Goal of the exercise — Write out the data exactly from its first line onward, ending with the line in which "use crate::config::Config;" appears.

━━━━━━━━

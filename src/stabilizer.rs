//! Stabilization stage.
//!
//! Runs the sub-stages in a fixed order: stability lock, percent filter,
//! deadband, smoothing. The first sub-stage that suppresses the update returns
//! the current estimate unchanged.

use crate::config::Config;
use crate::stability::LockState;

/// Stabilized distance estimate in millimeters
#[derive(Debug, Clone, Copy, PartialEq, Default)]
pub enum Estimate {
    /// No valid sample seen yet
    #[default]
    Uninitialized,

    Tracking(f32),
}

impl Estimate {
    pub fn mm(&self) -> Option<f32> {
        match self {
            Estimate::Uninitialized => None,
            Estimate::Tracking(mm) => Some(*mm),
        }
    }
}

/// State for the stabilization stage
#[derive(Debug, Clone, Copy, PartialEq, Default)]
pub struct StabilizerState {
    pub estimate: Estimate,
    pub lock: LockState,
}

impl StabilizerState {
    pub const fn new() -> Self {
        Self {
            estimate: Estimate::Uninitialized,
            lock: LockState {
                last_movement_ms: 0,
                frozen: false,
            },
        }
    }

    /// Feed a validated millimeter value and return the new estimate
    pub fn stabilize(&mut self, input_mm: u32, now_ms: u32, config: &Config) -> f32 {
        let input = input_mm as f32;

        let estimate = match self.estimate {
            Estimate::Uninitialized => {
                // First valid sample seeds the estimate without smoothing
                log_debug!("estimate seeded at {}mm", input_mm);
                self.estimate = Estimate::Tracking(input);
                self.lock.seed(now_ms);
                return input;
            }
            Estimate::Tracking(estimate) => estimate,
        };

        let delta = (input - estimate).abs();

        if config.stability.check(delta, now_ms, &mut self.lock) {
            return estimate;
        }

        if config.percent.suppresses(input_mm, estimate, config.max_mm) {
            return estimate;
        }

        if config.deadband.suppresses(delta) {
            return estimate;
        }

        let next = config
            .smoothing
            .apply(estimate, input, config.max_mm, config.delta_norm);
        log_trace!("estimate {}mm -> {}mm (input {}mm)", estimate, next, input_mm);

        self.estimate = Estimate::Tracking(next);
        next
    }

    pub fn is_frozen(&self) -> bool {
        self.lock.frozen
    }

    pub fn reset(&mut self) {
        *self = Self::new();
    }
}

#[cfg(test)]
mod tests {
    use super::*;
    use crate::filters::{AdaptiveEma, Smoothing};
    use crate::stability::StabilityLock;
    use crate::suppression::{PercentFilter, PercentStart};

    #[test]
    fn first_sample_seeds_estimate() {
        let config = Config::default().with_ema(0.1, 0.2);
        let mut state = StabilizerState::new();

        assert_eq!(state.stabilize(500, 40, &config), 500.0);
        assert_eq!(state.estimate, Estimate::Tracking(500.0));
        assert_eq!(state.lock.last_movement_ms, 40);
    }

    #[test]
    fn passthrough_follows_input() {
        let config = Config::default();
        let mut state = StabilizerState::new();

        state.stabilize(500, 0, &config);
        assert_eq!(state.stabilize(620, 10, &config), 620.0);
        assert_eq!(state.estimate.mm(), Some(620.0));
    }

    #[test]
    fn deadband_holds_estimate() {
        let config = Config::default().with_deadband(5);
        let mut state = StabilizerState::new();

        state.stabilize(300, 0, &config);
        assert_eq!(state.stabilize(305, 10, &config), 300.0);
        assert_eq!(state.stabilize(296, 20, &config), 300.0);
        assert_eq!(state.stabilize(306, 30, &config), 306.0);
    }

    #[test]
    fn frozen_lock_holds_until_movement() {
        let config = Config::default().with_stability(10, 100);
        let mut state = StabilizerState::new();

        state.stabilize(800, 0, &config);
        state.stabilize(805, 50, &config);
        // Quiet for longer than the hold time
        assert_eq!(state.stabilize(808, 200, &config), 805.0);
        assert!(state.is_frozen());
        assert_eq!(state.stabilize(801, 300, &config), 805.0);

        // Movement beyond the threshold unlocks
        assert_eq!(state.stabilize(900, 400, &config), 900.0);
        assert!(!state.is_frozen());
    }

    #[test]
    fn ema_moves_partially() {
        let mut config = Config::default();
        config.smoothing = Smoothing::AdaptiveEma(AdaptiveEma::new(0.25, 0.25));
        let mut state = StabilizerState::new();

        state.stabilize(100, 0, &config);
        let out = state.stabilize(200, 10, &config);
        assert!((out - 125.0).abs() < 1e-3, "Expected ~125, got {}", out);
    }

    #[test]
    fn percent_filter_and_deadband_both_hold() {
        let mut config = Config::default().with_deadband(100);
        config.percent = PercentFilter::Relative {
            fraction: 0.01,
            start: PercentStart::Mm(500),
        };
        let mut state = StabilizerState::new();

        state.stabilize(1000, 0, &config);
        // 0.5% change is held by the percent filter
        assert_eq!(state.stabilize(1005, 10, &config), 1000.0);
        // 5% change passes the percent filter but not the 100mm deadband
        assert_eq!(state.stabilize(1050, 20, &config), 1000.0);
        assert_eq!(state.stabilize(1200, 30, &config), 1200.0);
    }

    #[test]
    fn reset_unseeds_and_unfreezes() {
        let config = Config::default().with_stability(10, 100);
        let mut state = StabilizerState::new();

        state.stabilize(800, 0, &config);
        state.stabilize(800, 200, &config);
        assert!(state.is_frozen());

        state.reset();
        assert_eq!(state, StabilizerState::new());

        // Next sample seeds again instead of being held
        assert_eq!(state.stabilize(300, 300, &config), 300.0);
        assert_eq!(state.lock.last_movement_ms, 300);
    }

    #[test]
    fn lock_stays_idle_when_disabled() {
        let config = Config::default();
        let mut state = StabilizerState::new();

        state.stabilize(100, 0, &config);
        state.stabilize(100, 100_000, &config);
        assert!(!state.is_frozen());
        assert!(!config.stability.is_enabled());
        assert_eq!(config.stability, StabilityLock::Off);
    }
}
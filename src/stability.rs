//! Stability lock.
//!
//! Freezes the estimate once the input has stayed within a threshold of it for
//! longer than a hold time. A movement beyond the threshold releases the lock.

/// Stability lock configuration
#[derive(Debug, Clone, Copy, PartialEq)]
pub enum StabilityLock {
    /// Never freeze
    Off,

    /// Freeze after `hold_ms` without a change larger than `threshold_mm`
    Hold { threshold_mm: u32, hold_ms: u32 },
}

/// Bookkeeping for the stability lock
#[derive(Debug, Clone, Copy, PartialEq, Default)]
pub struct LockState {
    pub last_movement_ms: u32,
    pub frozen: bool,
}

impl LockState {
    /// Start tracking from `now_ms`, unfrozen
    pub fn seed(&mut self, now_ms: u32) {
        self.last_movement_ms = now_ms;
        self.frozen = false;
    }
}

impl StabilityLock {
    pub const DEFAULT_THRESHOLD_MM: u32 = 10;
    pub const DEFAULT_HOLD_MS: u32 = 2000;

    pub fn is_enabled(&self) -> bool {
        !matches!(self, StabilityLock::Off)
    }

    /// Update the lock with the change seen this call.
    ///
    /// Returns true while the estimate must be held.
    pub fn check(&self, delta_mm: f32, now_ms: u32, state: &mut LockState) -> bool {
        match self {
            StabilityLock::Off => false,
            StabilityLock::Hold {
                threshold_mm,
                hold_ms,
            } => {
                if delta_mm > *threshold_mm as f32 {
                    if state.frozen {
                        log_debug!("stability lock released, delta {}mm", delta_mm);
                    }
                    state.frozen = false;
                    state.last_movement_ms = now_ms;
                } else if !state.frozen && now_ms.wrapping_sub(state.last_movement_ms) > *hold_ms {
                    log_debug!("stability lock engaged after {}ms", hold_ms);
                    state.frozen = true;
                }

                state.frozen
            }
        }
    }
}
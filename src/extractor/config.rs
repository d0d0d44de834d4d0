use std::time::Duration;

/// Tunable settings for the extraction pipeline
///
/// Everything the pipeline needs is passed in here explicitly; no module
/// below `main` reads environment variables.
#[derive(Debug, Clone)]
pub struct ExtractorConfig {
    /// API key for the chat-completion provider
    pub api_key: String,
    /// Full URL of the chat-completion endpoint
    pub endpoint: String,
    /// Model identifier sent with each request
    pub model: String,
    /// Low temperature: this is structured extraction, not open generation
    pub temperature: f32,
    /// Output budget, sized to comfortably fit `max_records` records
    pub max_tokens: u32,
    /// Upper bound on candidate records requested per page
    pub max_records: usize,
    /// Character budget for page content included in the prompt
    pub max_content_chars: usize,
    /// Absolute ceiling on reducer output (characters)
    pub max_document_chars: usize,
    /// Timeout for fetching the target page
    pub fetch_timeout: Duration,
}

impl Default for ExtractorConfig {
    fn default() -> Self {
        Self {
            api_key: String::new(),
            endpoint: "https://api.openai.com/v1/chat/completions".to_string(),
            model: "gpt-4o-mini".to_string(),
            temperature: 0.2,
            max_tokens: 3000,
            max_records: 5,
            max_content_chars: 10_000,
            max_document_chars: 20_000,
            fetch_timeout: Duration::from_secs(30),
        }
    }
}

impl ExtractorConfig {
    /// Build a config from environment variables, for use by `main` only
    ///
    /// `MODEL_API_KEY` is required; `MODEL_ENDPOINT` and `MODEL_NAME`
    /// override the defaults.
    pub fn from_env() -> anyhow::Result<Self> {
        let api_key = std::env::var("MODEL_API_KEY")
            .map_err(|_| anyhow::anyhow!("MODEL_API_KEY is not set"))?;

        let mut config = Self {
            api_key,
            ..Self::default()
        };

        if let Ok(endpoint) = std::env::var("MODEL_ENDPOINT") {
            config.endpoint = endpoint;
        }
        if let Ok(model) = std::env::var("MODEL_NAME") {
            config.model = model;
        }

        Ok(config)
    }
}
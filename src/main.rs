mod extractor;
mod models;
mod server;

use extractor::{ExtractionService, ExtractorConfig};
use std::sync::Arc;
use tracing::{info, Level};
use tracing_subscriber;

#[tokio::main]
async fn main() -> anyhow::Result<()> {
    // Initialize logging
    tracing_subscriber::fmt()
        .with_max_level(Level::INFO)
        .init();

    info!("🌾 Rural Scout - Listing Extractor");
    info!("===================================");
    info!("");

    let config = ExtractorConfig::from_env()?;
    let service = Arc::new(ExtractionService::new(config)?);

    // With a URL argument, run a one-shot extraction; otherwise serve the
    // extraction endpoint over HTTP.
    match std::env::args().nth(1) {
        Some(url) => run_once(&service, &url).await,
        None => {
            let addr =
                std::env::var("BIND_ADDR").unwrap_or_else(|_| "0.0.0.0:8787".to_string());
            let listener = tokio::net::TcpListener::bind(&addr).await?;
            server::serve(listener, service).await
        }
    }
}

async fn run_once(service: &ExtractionService, url: &str) -> anyhow::Result<()> {
    info!("Extracting candidate listings from {}", url);
    info!("This sends the page through the model for structured extraction");
    info!("");

    let outcome = service.scrape_url(url).await;
    let Some(properties) = outcome.properties else {
        anyhow::bail!(outcome
            .error
            .unwrap_or_else(|| "extraction failed".to_string()));
    };

    info!("\n✅ Extracted {} candidate records\n", properties.len());

    for (i, property) in properties.iter().enumerate() {
        let price = if property.price.is_empty() {
            "no price listed"
        } else {
            property.price.as_str()
        };
        println!("{}. {} ({})", i + 1, property.name, price);
        if !property.location.is_empty() {
            println!("   Location: {}", property.location);
        }
        if !property.activities.is_empty() {
            println!("   Activities: {}", property.activities.join(", "));
        }
        if !property.amenities.is_empty() {
            println!("   Amenities: {}", property.amenities.join(", "));
        }
        if !property.contact.website.is_empty() {
            println!("   Website: {}", property.contact.website);
        }
        println!();
    }

    // Save candidate records for the import review step
    let json = serde_json::to_string_pretty(&properties)?;
    tokio::fs::write("extracted_properties.json", json).await?;
    info!("💾 Saved candidate records to extracted_properties.json");

    Ok(())
}
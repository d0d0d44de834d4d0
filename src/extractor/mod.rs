pub mod config;
pub mod error;
pub mod model;
pub mod parser;
pub mod prompt;
pub mod reducer;
pub mod service;

pub use config::ExtractorConfig;
pub use error::ExtractError;
pub use service::ExtractionService;
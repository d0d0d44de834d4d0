//! Typed errors for the extraction pipeline.
//!
//! Only input, fetch, and model-transport problems surface as errors;
//! malformed model output is absorbed by the parser's fallback record.

use reqwest::StatusCode;
use thiserror::Error;

/// Errors that can abort an extraction call.
#[derive(Debug, Error)]
pub enum ExtractError {
    /// Blank or missing URL, rejected before any network activity
    #[error("a non-empty URL is required")]
    InvalidUrl,

    /// Could not build the shared HTTP client
    #[error("failed to build HTTP client: {0}")]
    ClientBuild(#[source] reqwest::Error),

    /// Target page unreachable
    #[error("failed to fetch {url}: {source}")]
    Fetch {
        url: String,
        #[source]
        source: reqwest::Error,
    },

    /// Target page answered with a non-success status
    #[error("fetch of {url} returned HTTP {status}")]
    FetchStatus { url: String, status: StatusCode },

    /// Completion endpoint unreachable or its envelope undecodable
    #[error("model request failed: {0}")]
    ModelRequest(#[source] reqwest::Error),

    /// Completion endpoint answered with a non-success status
    #[error("model endpoint returned HTTP {status}: {body}")]
    ModelTransport { status: StatusCode, body: String },
}

/// Result type alias for extraction operations.
pub type Result<T> = std::result::Result<T, ExtractError>;
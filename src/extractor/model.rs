//! Single-shot chat-completion invocation.

use crate::extractor::config::ExtractorConfig;
use crate::extractor::error::{ExtractError, Result};
use async_trait::async_trait;
use reqwest::Client;
use serde::{Deserialize, Serialize};
use std::time::Duration;
use tracing::debug;

/// Completion backend for the extraction pipeline
///
/// A trait seam so tests can script model output without a network; the
/// contract is one request, no retries.
#[async_trait]
pub trait CompletionClient: Send + Sync {
    /// Send one prompt and return the raw completion text
    async fn complete(&self, prompt: &str) -> Result<String>;

    /// Get the model identifier used by this client
    fn model_name(&self) -> &str;
}

#[derive(Serialize)]
struct ChatRequest<'a> {
    model: &'a str,
    messages: Vec<ChatMessage<'a>>,
    temperature: f32,
    max_tokens: u32,
}

#[derive(Serialize)]
struct ChatMessage<'a> {
    role: &'a str,
    content: &'a str,
}

#[derive(Deserialize)]
struct ChatResponse {
    choices: Vec<ChatChoice>,
}

#[derive(Deserialize)]
struct ChatChoice {
    message: ChatChoiceMessage,
}

#[derive(Deserialize)]
struct ChatChoiceMessage {
    content: Option<String>,
}

/// OpenAI-compatible chat-completion client
pub struct ChatModelClient {
    client: Client,
    endpoint: String,
    api_key: String,
    model: String,
    temperature: f32,
    max_tokens: u32,
}

impl ChatModelClient {
    pub fn new(config: &ExtractorConfig) -> Result<Self> {
        let client = Client::builder()
            .timeout(Duration::from_secs(60))
            .build()
            .map_err(ExtractError::ClientBuild)?;

        Ok(Self {
            client,
            endpoint: config.endpoint.clone(),
            api_key: config.api_key.clone(),
            model: config.model.clone(),
            temperature: config.temperature,
            max_tokens: config.max_tokens,
        })
    }
}

#[async_trait]
impl CompletionClient for ChatModelClient {
    async fn complete(&self, prompt: &str) -> Result<String> {
        let request = ChatRequest {
            model: &self.model,
            messages: vec![ChatMessage {
                role: "user",
                content: prompt,
            }],
            temperature: self.temperature,
            max_tokens: self.max_tokens,
        };

        debug!("Sending completion request to {}", self.endpoint);

        let response = self
            .client
            .post(&self.endpoint)
            .header("Authorization", format!("Bearer {}", self.api_key))
            .json(&request)
            .send()
            .await
            .map_err(ExtractError::ModelRequest)?;

        let status = response.status();
        if !status.is_success() {
            let body = response.text().await.unwrap_or_else(|_| "unknown error".into());
            return Err(ExtractError::ModelTransport { status, body });
        }

        let parsed: ChatResponse = response.json().await.map_err(ExtractError::ModelRequest)?;

        // An empty choice list or null content falls through to the
        // parser's fallback record rather than failing the call.
        let text = parsed
            .choices
            .into_iter()
            .next()
            .and_then(|choice| choice.message.content)
            .unwrap_or_default();

        debug!("Received {} bytes of completion text", text.len());

        Ok(text)
    }

    fn model_name(&self) -> &str {
        &self.model
    }
}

━━━━━━━━

Problem solution —
filename src/stabilizer.rs
//! Stabilization stage.
//!
//! Runs the sub-stages in a fixed order: stability lock, percent filter,
//! deadband, smoothing. The first sub-stage that suppresses the update returns
//! the current estimate unchanged.

use crate::config::Config;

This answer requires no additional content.